A stand-out character, largely through not standing out at all, is Aku Korhonen as Hermanni the forester, his usual loquacity dialled down to almost zero, and his features hidden so completely behind a bushy beard that I didn’t recognise him, even though he is a major presence in the whole film. In one, rare, comic scene, he slaps Angerkoski with a fish, so there’s that to look forward to.

Drinking and drunkenness is a recurring obsession in Finnish films of the period, in part because alcohol genuinely was a social problem, but also because of the fascination brought about by a more than a decade of Prohibition, which only ended in 1932, and hence remained a subject of interest years later, not only for authors but for the films that tag along behind their books like a delayed sonic boom. Whispered in the background as well is the matter of women’s rights, particularly after Jonni pulls a drunken Alfred away from an incident of attempted spousal rape.

Despite beginning after the events have happened, the film waits until the last ten minutes to reveal exactly what transpired — is it a double murder? Was it self-defence? Did anyone walk away to turn up as a last-minute witness for the defence…. or the prosecution? Of course they did!

Jonathan Clements is the author of An Armchair Traveller’s History of Finland

The Women of Niskavuori (1938)

Suomi-Filmi’s reliable director Valentin Vaala helms another script based on a play by Hella Wuolijoki, after the success of his earlier Hulda Juurakko (1937). Niskavuoren naiset is a fire-cracker of a story about another of Wuolijoki’s independent, disruptive female characters. The year is 1931 (so says Wikipedia, although people are seen drinking cognac, in contravention of that period’s Prohibition, still in force until 1932). Aging lady of the manor Loviisa Niskavuori (Olga Tainio) is trying to hold her village together in changing times, enduring with implacable stoicism the petty dramas of her heirs, particularly her performatively consumptive grand-daughter-in-law Martta (Irja Lauttia).

Farm life is presented not as a happy idyll, but as a complex, modern industry; the womenfolk discuss fat percentages and crop yields on their way to the store. This is no clueless place in the sticks –  the council is quarrelling over the appointment of a teacher qualified to keep up with the times, and the menfolk have settled on Ilona Ahlgren (Sirkka Sari), a city girl who has “studied more than knitting patterns,” who arrives on the train with her fashionable hat at a jaunty angle.

The locals are relying on Ilona for more than schooling; the priest wants her to help out at Sunday school, the craft circle wants her helping out with the home economics, and even the drama club expects her to take a turn on the stage. They expect her to be a Jill of all trades, a vital contributor to all aspects of village life. She is excited to be in town, not the least because with Woolfian connotation, she has been yearning all her life for “a room of my own.”

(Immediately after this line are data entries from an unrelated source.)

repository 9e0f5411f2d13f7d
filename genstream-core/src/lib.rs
pub mod aggregator;
pub mod assembler;
pub mod config;
pub mod delta;
pub mod engine;
pub mod error;
pub mod error_format;
pub mod formatter;
pub mod handler;
pub mod metrics;
pub mod model;
pub mod prompt;
pub mod state;
pub mod stream;
pub mod telemetry;
#[cfg(test)]
pub mod test_util;
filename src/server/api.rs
use std::error::Error;
use std::net::SocketAddr;
use std::sync::Arc;
use axum::{
    routing::{get, post},
    Router,
    extract::State,
    Json,
};
use serde::Deserialize;
use serde_json::{json, Value};
use tower_http::cors::{Any, CorsLayer};
use log::{info, error};

use crate::extract::extract_json_object;
use crate::history::HistoryStore;
use crate::llm::chat::ChatClient;
use crate::models::chat::Role;
use crate::prompts;

const ASK_MAX_TOKENS: u32 = 800;
const SUMMARY_MAX_TOKENS: u32 = 500;
const GENERATION_MAX_TOKENS: u32 = 1000;

#[derive(Clone)]
pub struct AppState {
    pub chat: Arc<dyn ChatClient>,
    pub history: Arc<dyn HistoryStore>,
}

#[derive(Deserialize)]
struct AskRequest {
    question: Option<String>,
}

#[derive(Deserialize)]
struct TextRequest {
    text: Option<String>,
}

#[derive(Deserialize)]
struct PlanRequest {
    #[serde(rename = "semester-start")]
    semester_start: Option<String>,
    #[serde(rename = "exam-dates")]
    exam_dates: Option<String>,
}

#[derive(Deserialize)]
struct CodeRequest {
    code: Option<String>,
}

pub fn router(state: AppState) -> Router {
    let cors = CorsLayer::new()
        .allow_origin(Any)
        .allow_methods(Any)
        .allow_headers(Any);

    Router::new()
        .route("/ask", post(ask_handler))
        .route("/flashcards", post(flashcards_handler))
        .route("/quiz", post(quiz_handler))
        .route("/summarize", post(summarize_handler))
        .route("/plan", post(plan_handler))
        .route("/explain-code", post(explain_code_handler))
        .route("/history", get(history_handler))
        .layer(cors)
        .with_state(state)
}

pub async fn start_http_server(
    addr: &str,
    state: AppState,
) -> Result<(), Box<dyn Error + Send + Sync>> {
    let addr = addr.parse::<SocketAddr>()?;
    info!("Starting HTTP API server on: http://{}", addr);

    let app = router(state);
    let listener = tokio::net::TcpListener::bind(addr)
        .await
        .map_err(|e| format!("Failed to bind HTTP server to {}: {}", addr, e))?;
    axum::serve(listener, app.into_make_service()).await?;

    Ok(())
}

fn non_empty(field: Option<String>) -> Option<String> {
    field.filter(|s| !s.is_empty())
}

// Errors always travel in the body; the status code is 200 either way.
fn error_body(message: impl Into<String>) -> Json<Value> {
    Json(json!({ "error": message.into() }))
}

async fn ask_handler(
    State(state): State<AppState>,
    Json(body): Json<AskRequest>,
) -> Json<Value> {
    let question = match non_empty(body.question) {
        Some(q) => q,
        None => return error_body("No question provided."),
    };

    if let Err(e) = state.history.append(Role::User, &question).await {
        error!("Failed to record user turn: {}", e);
        return error_body(format!("An error occurred: {}", e));
    }

    let answer = match
        state.chat.complete(&question, Some(prompts::ASK_SYSTEM_PROMPT), ASK_MAX_TOKENS).await
    {
        Ok(text) => text,
        Err(e) => {
            error!("Chat completion failed: {}", e);
            return error_body(format!("An error occurred: {}", e));
        }
    };

    if let Err(e) = state.history.append(Role::Assistant, &answer).await {
        error!("Failed to record assistant turn: {}", e);
        return error_body(format!("An error occurred: {}", e));
    }

    Json(json!({ "answer": answer }))
}

async fn flashcards_handler(
    State(state): State<AppState>,
    Json(body): Json<TextRequest>,
) -> Json<Value> {
    let text = match non_empty(body.text) {
        Some(t) => t,
        None => return error_body("No text provided."),
    };

    let prompt = prompts::flashcards(&text);
    match state.chat.complete(&prompt, None, GENERATION_MAX_TOKENS).await {
        Ok(raw) =>
            match extract_json_object(&raw) {
                Ok(flashcards) => Json(flashcards),
                Err(e) => {
                    error!("Flashcard extraction failed: {}", e);
                    error_body(e.to_string())
                }
            }
        Err(e) => {
            error!("Chat completion failed: {}", e);
            error_body(e.to_string())
        }
    }
}

async fn quiz_handler(
    State(state): State<AppState>,
    Json(body): Json<TextRequest>,
) -> Json<Value> {
    let text = match non_empty(body.text) {
        Some(t) => t,
        None => return error_body("No text provided."),
    };

    let prompt = prompts::quiz(&text);
    match state.chat.complete(&prompt, None, GENERATION_MAX_TOKENS).await {
        Ok(raw) =>
            match extract_json_object(&raw) {
                Ok(quiz) => Json(quiz),
                Err(e) => {
                    error!("Quiz extraction failed: {}", e);
                    error_body(e.to_string())
                }
            }
        Err(e) => {
            error!("Chat completion failed: {}", e);
            error_body(e.to_string())
        }
    }
}

async fn summarize_handler(
    State(state): State<AppState>,
    Json(body): Json<TextRequest>,
) -> Json<Value> {
    let text = match non_empty(body.text) {
        Some(t) => t,
        None => return error_body("No text provided."),
    };

    let prompt = prompts::summarize(&text);
    match state.chat.complete(&prompt, None, SUMMARY_MAX_TOKENS).await {
        Ok(summary) => Json(json!({ "summary": summary })),
        Err(e) => {
            error!("Chat completion failed: {}", e);
            error_body(e.to_string())
        }
    }
}

async fn plan_handler(
    State(state): State<AppState>,
    Json(body): Json<PlanRequest>,
) -> Json<Value> {
    let (semester_start, exam_dates) = match (
        non_empty(body.semester_start),
        non_empty(body.exam_dates),
    ) {
        (Some(start), Some(dates)) => (start, dates),
        _ => return error_body("Missing start date or exam dates."),
    };

    let prompt = prompts::plan(&semester_start, &exam_dates);
    match state.chat.complete(&prompt, None, GENERATION_MAX_TOKENS).await {
        Ok(plan) => Json(json!({ "plan": plan })),
        Err(e) => {
            error!("Chat completion failed: {}", e);
            error_body(e.to_string())
        }
    }
}

async fn explain_code_handler(
    State(state): State<AppState>,
    Json(body): Json<CodeRequest>,
) -> Json<Value> {
    let code = match non_empty(body.code) {
        Some(c) => c,
        None => return error_body("No code provided."),
    };

    let prompt = prompts::explain_code(&code);
    match state.chat.complete(&prompt, None, GENERATION_MAX_TOKENS).await {
        Ok(explanation) => Json(json!({ "explanation": explanation })),
        Err(e) => {
            error!("Chat completion failed: {}", e);
            error_body(e.to_string())
        }
    }
}

async fn history_handler(State(state): State<AppState>) -> Json<Value> {
    match state.history.list_all().await {
        Ok(messages) => Json(json!(messages)),
        Err(e) => {
            error!("Failed to read history: {}", e);
            error_body(e.to_string())
        }
    }
}
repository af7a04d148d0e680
use async_trait::async_trait;
use crate::models::chat::{ ChatMessage, Role };
use crate::history::HistoryStore;
use crate::cli::Args;
use std::error::Error;
use chrono::Utc;
use log::error;
use redis::{ Client, AsyncCommands };
use serde::{ Serialize, Deserialize };
use uuid::Uuid;

// The uuid keeps sorted-set members unique; two identical turns written in
// the same millisecond must not collapse into one record.
#[derive(Serialize, Deserialize)]
struct StoredMessage {
    id: Uuid,
    role: Role,
    content: String,
    timestamp: i64,
}

pub struct RedisHistoryStore {
    client: Client,
    key: String,
}

impl RedisHistoryStore {
    pub fn new(args: Args) -> Result<Self, Box<dyn Error + Send + Sync>> {
        Ok(Self {
            client: Client::open(args.history_host.as_str())?,
            key: args.history_redis_key,
        })
    }

    async fn get_connection(&self) -> Result<redis::aio::MultiplexedConnection, redis::RedisError> {
        self.client.get_multiplexed_async_connection().await
    }
}

#[async_trait]
impl HistoryStore for RedisHistoryStore {
    async fn append(
        &self,
        role: Role,
        content: &str
    ) -> Result<(), Box<dyn Error + Send + Sync>> {
        let mut conn = self.get_connection().await?;

        let message = StoredMessage {
            id: Uuid::new_v4(),
            role,
            content: content.to_string(),
            timestamp: Utc::now().timestamp_millis(),
        };

        let json_msg = serde_json::to_string(&message)?;
        let _: i64 = conn.zadd(&self.key, &json_msg, message.timestamp).await?;
        Ok(())
    }

    async fn list_all(&self) -> Result<Vec<ChatMessage>, Box<dyn Error + Send + Sync>> {
        let mut conn = self.get_connection().await?;
        let json_entries: Vec<String> = conn.zrange(&self.key, 0, -1).await?;
        let mut messages = Vec::with_capacity(json_entries.len());

        for json_entry in &json_entries {
            match serde_json::from_str::<StoredMessage>(json_entry) {
                Ok(msg) => {
                    messages.push(ChatMessage {
                        role: msg.role,
                        content: msg.content,
                        timestamp: msg.timestamp,
                    });
                }
                Err(e) => {
                    error!("Error parsing history entry: {}", e);
                }
            }
        }

        Ok(messages)
    }
}
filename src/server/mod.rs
pub mod api;

pub use api::AppState;

use std::error::Error;

pub struct Server {
    addr: String,
    state: AppState,
}

impl Server {
    pub fn new(addr: String, state: AppState) -> Self {
        Self { addr, state }
    }

    pub async fn run(&self) -> Result<(), Box<dyn Error + Send + Sync>> {
        api::start_http_server(&self.addr, self.state.clone()).await
    }
}
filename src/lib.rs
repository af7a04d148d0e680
pub mod cli;
pub mod extract;
pub mod history;
pub mod llm;
pub mod models;
pub mod prompts;
pub mod server;

use cli::Args;
use llm::chat::new_client;
use llm::LlmConfig;
use log::info;
use server::{AppState, Server};
use std::error::Error;

pub async fn run(args: Args) -> Result<(), Box<dyn Error + Send + Sync>> {
    info!("--- Core Configuration ---");
    info!("Server Address: {}", args.server_addr);
    info!("Chat LLM Type: {}", args.chat_llm_type);
    info!("History Store Type: {}", args.history_type);
    info!("History Store Host: {}", args.history_host);
    info!("-------------------------");

    let chat_config = LlmConfig {
        llm_type: args.chat_llm_type
            .parse()
            .map_err(|e| format!("Invalid chat LLM type: {}", e))?,
        api_key: Some(args.chat_api_key.clone()).filter(|k| !k.is_empty()),
        model: args.chat_model.clone(),
        base_url: args.chat_base_url.clone(),
    };
    let chat = new_client(&chat_config)?;
    let history = history::initialize_history_store(&args)?;

    let addr = args.server_addr.clone();
    info!("Starting server on: {}", addr);
    let server = Server::new(addr, AppState { chat, history });
    server.run().await
}
use clap::Parser;
use dotenv::dotenv;
use std::error::Error;
use study_agent::cli::Args;

#[tokio::main]
async fn main() -> Result<(), Box<dyn Error + Send + Sync>> {
    dotenv().ok();
    env_logger::Builder::from_env(env_logger::Env::default().default_filter_or("info")).init();
    let args = Args::parse();

    study_agent::run(args).await
}
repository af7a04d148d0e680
use clap::Parser;

#[derive(Parser, Debug, Clone)]
#[command(author, version, about, long_about = None)]
pub struct Args {
    // --- Chat LLM Provider Args ---
    /// Type of LLM provider for chat completion (openai, ollama)
    #[arg(long, env = "CHAT_LLM_TYPE", default_value = "openai")]
    pub chat_llm_type: String,

    /// Base URL for the Chat LLM provider API (e.g., http://localhost:11434 for Ollama)
    #[arg(long, env = "CHAT_BASE_URL")] // No default, let adapters handle defaults if None
    pub chat_base_url: Option<String>,

    /// API Key for the Chat LLM provider. Required for OpenAI; startup fails without it.
    #[arg(long, env = "CHAT_API_KEY", default_value = "")]
    pub chat_api_key: String,

    /// Model name for chat completion (e.g., gpt-4o-mini)
    #[arg(long, env = "CHAT_MODEL")] // No default, rely on adapter defaults if None
    pub chat_model: Option<String>,

    // --- History Store Args ---
    /// Chat history store type (redis, memory)
    #[arg(long, env = "HISTORY_TYPE", default_value = "redis")]
    pub history_type: String,

    /// Chat history store host endpoint (e.g., redis://127.0.0.1:6379)
    #[arg(long, env = "HISTORY_HOST", default_value = "redis://127.0.0.1:6379")]
    pub history_host: String,

    /// Redis key holding the chat history sorted set.
    #[arg(long, env = "HISTORY_REDIS_KEY", default_value = "chat_history")]
    pub history_redis_key: String,

    // --- General App Args ---
    /// Host address and port for the HTTP server to listen on.
    #[arg(long, env = "SERVER_ADDR", default_value = "127.0.0.1:4000")]
    pub server_addr: String,
}
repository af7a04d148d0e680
//! Fixed prompt templates, one per endpoint. Caller text is embedded
//! verbatim; the route layer rejects empty fields before these run.

pub const ASK_SYSTEM_PROMPT: &str =
    "You are a helpful AI assistant for students. When answering a question, \
     always include 2-3 relevant resource links at the end of your response, \
     formatted as a markdown list under the heading 'Resources:'. Also, format \
     your response using markdown for headings, bold text, and code blocks for \
     a clean look.";

pub fn flashcards(text: &str) -> String {
    format!(
        "From the following text, generate a list of 5-10 flashcards. Each \
         flashcard should have a 'question' and an 'answer'. Return the output \
         as a JSON object, like this: {{ 'flashcards': [{{'question': '...', \
         'answer': '...'}}] }}. Text: {text}"
    )
}

pub fn quiz(text: &str) -> String {
    format!(
        "From the following text, generate a 5 question multiple-choice quiz. \
         Each question should have a 'question', an array of 'options' and a \
         single correct 'answer'. Return the output as a JSON object, like \
         this: {{'quiz': [{{'id': 1, 'question': '...', 'options': ['...', \
         '...', '...'], 'answer': '...'}}]}}. Text: {text}"
    )
}

pub fn summarize(text: &str) -> String {
    format!(
        "Summarize the following text concisely and in bullet points. Return \
         the output in markdown format. Text: {text}"
    )
}

pub fn plan(semester_start: &str, exam_dates: &str) -> String {
    format!(
        "Create a detailed study plan from the semester start date: \
         {semester_start} to the given exam dates. The exam dates are in the \
         format 'Subject - Date'. Please format your response using markdown \
         for headings and lists. The exam dates are: {exam_dates}"
    )
}

pub fn explain_code(code: &str) -> String {
    format!(
        "Explain the following code snippet for a student. Break down what \
         each part does, identify the programming language, and describe its \
         overall purpose. Return the explanation in markdown format. Code: \
         \n\n{code}"
    )
}
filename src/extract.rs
//! Best-effort extraction of a JSON object embedded in free-text model
//! output. Scans for the outermost braces and parses the inclusive
//! substring; anything else is a typed error for the route layer.

use serde_json::Value;
use thiserror::Error;

#[derive(Debug, Error)]
pub enum ExtractError {
    #[error("no JSON object found in model output")]
    NoJsonObject,
    #[error("failed to parse JSON from model output: {0}")]
    Parse(#[from] serde_json::Error),
}

pub fn extract_json_object(raw: &str) -> Result<Value, ExtractError> {
    let start = raw.find('{').ok_or(ExtractError::NoJsonObject)?;
    let end = raw.rfind('}').ok_or(ExtractError::NoJsonObject)?;
    if end < start {
        return Err(ExtractError::NoJsonObject);
    }

    Ok(serde_json::from_str(&raw[start..=end])?)
}

#[cfg(test)]
mod tests {
    use super::*;
    use serde_json::json;

    #[test]
    fn strips_prose_around_the_object() {
        let raw = "Sure, here are your cards:\n\
                   {\"flashcards\": [{\"question\": \"Q\", \"answer\": \"A\"}]}\n\
                   Let me know if you need more!";
        let value = extract_json_object(raw).unwrap();
        assert_eq!(value, json!({"flashcards": [{"question": "Q", "answer": "A"}]}));
    }

    #[test]
    fn passes_through_a_bare_object() {
        let value = extract_json_object("{\"quiz\": []}").unwrap();
        assert_eq!(value, json!({"quiz": []}));
    }

    #[test]
    fn missing_braces_is_no_json_object() {
        assert!(matches!(
            extract_json_object("I cannot produce a quiz for that."),
            Err(ExtractError::NoJsonObject)
        ));
    }

    #[test]
    fn closing_brace_before_opening_is_no_json_object() {
        assert!(matches!(
            extract_json_object("} nothing useful {"),
            Err(ExtractError::NoJsonObject)
        ));
    }

    #[test]
    fn malformed_json_is_a_parse_error() {
        assert!(matches!(
            extract_json_object("prefix {\"quiz\": [} suffix"),
            Err(ExtractError::Parse(_))
        ));
    }
}
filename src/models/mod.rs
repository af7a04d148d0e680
pub mod chat;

Martta’s husband Aarne Niskavuori (Tauno Palo) falls for Ilona, obviously and hard, in a stirring dance sequence in which the camera intercuts extreme close-ups on the band’s musical instruments with the whirling faces of the would-be lovers. But the script keeps us guessing, cutting immediately from breathless flirtations at a summer ball, to a midwinter card game six months later, leaving us to guess what has transpired in the interim.

“Telephone” Sandra (Aino Lohikoski) is the local operator, constantly complaining that the schoolboys have damaged the overhead wires, but also sneakily eavesdropping on everybody’s conversations. It’s she who first suspects that Aarne and Ilona are having an affair, and spearheads the gossip. By the time their trysts are the talk of the town, Ilona is already carrying Aarne’s child. Aarne’s wife, Martta rages against That Woman, refusing to let her in “her house”, a house that as Loviisa dolefully reminds her, is not yet fully hers to rule.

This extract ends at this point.